## Source material
__________________________________________________

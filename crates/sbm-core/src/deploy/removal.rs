//! Removal of deployed artifacts and their sidecars.

use std::path::{Path, PathBuf};

use serde::Serialize;
use tracing::{info, warn};

use crate::fs::remove_file_if_exists;
use crate::metadata::sidecar_path;

/// What happened to one half of an artifact/sidecar pair.
#[derive(Debug, Clone, PartialEq, Eq, Serialize)]
#[serde(tag = "status", rename_all = "snake_case")]
pub enum RemovalStatus {
    Removed,
    /// Nothing to delete. Informational.
    NotFound,
    Failed { reason: String },
}

impl RemovalStatus {
    pub fn is_removed(&self) -> bool {
        matches!(self, RemovalStatus::Removed)
    }
}

#[derive(Debug, Clone, Serialize)]
pub struct RemovalOutcome {
    pub name: String,
    pub binary_path: PathBuf,
    pub binary: RemovalStatus,
    pub metadata_path: PathBuf,
    pub metadata: RemovalStatus,
}

#[derive(Debug, Clone, Default, Serialize)]
pub struct RemovalReport {
    pub outcomes: Vec<RemovalOutcome>,
}

impl RemovalReport {
    pub fn changed(&self) -> bool {
        self.outcomes
            .iter()
            .any(|o| o.binary.is_removed() || o.metadata.is_removed())
    }

    pub fn has_failures(&self) -> bool {
        self.outcomes.iter().any(|o| {
            matches!(o.binary, RemovalStatus::Failed { .. })
                || matches!(o.metadata, RemovalStatus::Failed { .. })
        })
    }
}

/// Remove each named artifact and its sidecar from `destination_root`.
///
/// The two files are handled independently and every name is attempted.
pub fn remove_artifacts<S: AsRef<str>>(destination_root: &Path, names: &[S]) -> RemovalReport {
    let outcomes = names
        .iter()
        .map(|name| remove_one(destination_root, name.as_ref()))
        .collect();
    RemovalReport { outcomes }
}

fn remove_one(destination_root: &Path, name: &str) -> RemovalOutcome {
    let binary_path = destination_root.join(name);
    let metadata_path = sidecar_path(&binary_path);

    if let Err(reason) = validate_name(name) {
        warn!(target_name = name, reason = %reason, "Refusing to remove");
        return RemovalOutcome {
            name: name.to_string(),
            binary_path,
            binary: RemovalStatus::Failed {
                reason: reason.clone(),
            },
            metadata_path,
            metadata: RemovalStatus::Failed { reason },
        };
    }

    let binary = remove_entry(&binary_path);
    let metadata = remove_entry(&metadata_path);
    RemovalOutcome {
        name: name.to_string(),
        binary_path,
        binary,
        metadata_path,
        metadata,
    }
}

fn remove_entry(path: &Path) -> RemovalStatus {
    if path.is_dir() {
        return RemovalStatus::Failed {
            reason: format!("{} is a directory", path.display()),
        };
    }
    match remove_file_if_exists(path) {
        Ok(true) => {
            info!(path = %path.display(), "Removed");
            RemovalStatus::Removed
        }
        Ok(false) => RemovalStatus::NotFound,
        Err(err) => RemovalStatus::Failed {
            reason: err.to_string(),
        },
    }
}

// Names address files directly under the destination root.
fn validate_name(name: &str) -> Result<(), String> {
    if name.trim().is_empty() {
        return Err("empty artifact name".to_string());
    }
    if name == "." || name == ".." || name.contains('/') || name.contains('\\') {
        return Err(format!("'{name}' is not a plain artifact name"));
    }
    Ok(())
}
use assert_matches::assert_matches;
use tempfile::TempDir;

use super::serialization::NoVersionValueWrapper;
use super::table_types::Table;
use super::{open_env, DbConfig, DbError, DbReader, DbResult, DbWriter};

pub(crate) fn get_test_env() -> ((DbReader, DbWriter), TempDir) {
    let temp_dir = tempfile::tempdir().expect("Failed to create a temporary directory.");
    let config = DbConfig { path_prefix: temp_dir.path().to_path_buf(), ..Default::default() };
    (open_env(&config).expect("Failed to open environment."), temp_dir)
}

#[test]
fn open_env_scenario() {
    get_test_env();
}

#[test]
fn open_env_with_enforce_file_exists() {
    let temp_dir = tempfile::tempdir().expect("Failed to create a temporary directory.");
    let mut config =
        DbConfig { path_prefix: temp_dir.path().to_path_buf(), ..Default::default() };
    config.enforce_file_exists = true;

    // The file does not exist yet; this is equivalent to starting a fresh store where this
    // flag must be off.
    let result = open_env(&config);
    assert_matches!(result, Err(DbError::FileDoesNotExist(_)));

    config.enforce_file_exists = false;
    {
        let result: DbResult<(DbReader, DbWriter)> = open_env(&config);
        assert_matches!(result, Ok(_));
    }

    assert!(config.path().join("mdbx.dat").exists());

    config.enforce_file_exists = true;
    let result: DbResult<(DbReader, DbWriter)> = open_env(&config);
    assert_matches!(result, Ok(_));
}

#[test]
fn txns_see_a_consistent_snapshot() {
    let ((reader, mut writer), _temp_dir) = get_test_env();
    let table_id =
        writer.create_simple_table::<String, NoVersionValueWrapper<String>>("table").unwrap();

    let txn0 = reader.begin_ro_txn().unwrap();
    let table = txn0.open_table(&table_id).unwrap();

    let wtxn = writer.begin_rw_txn().unwrap();
    let wtable = wtxn.open_table(&table_id).unwrap();
    wtable.insert(&wtxn, &"key".to_string(), &"data0".to_string()).unwrap();
    wtxn.commit().unwrap();

    let txn1 = reader.begin_ro_txn().unwrap();

    let wtxn = writer.begin_rw_txn().unwrap();
    let wtable = wtxn.open_table(&table_id).unwrap();
    wtable.upsert(&wtxn, &"key".to_string(), &"data1".to_string()).unwrap();
    wtxn.commit().unwrap();

    let txn2 = reader.begin_ro_txn().unwrap();
    let table1 = txn1.open_table(&table_id).unwrap();
    let table2 = txn2.open_table(&table_id).unwrap();

    assert_eq!(table.get(&txn0, &"key".to_string()).unwrap(), None);
    assert_eq!(table1.get(&txn1, &"key".to_string()).unwrap(), Some("data0".to_string()));
    assert_eq!(table2.get(&txn2, &"key".to_string()).unwrap(), Some("data1".to_string()));
}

__________________________________________________

## The problem
Of the entries above, tally the lines with "return" in them. Only the total should be given.

## Task solution
4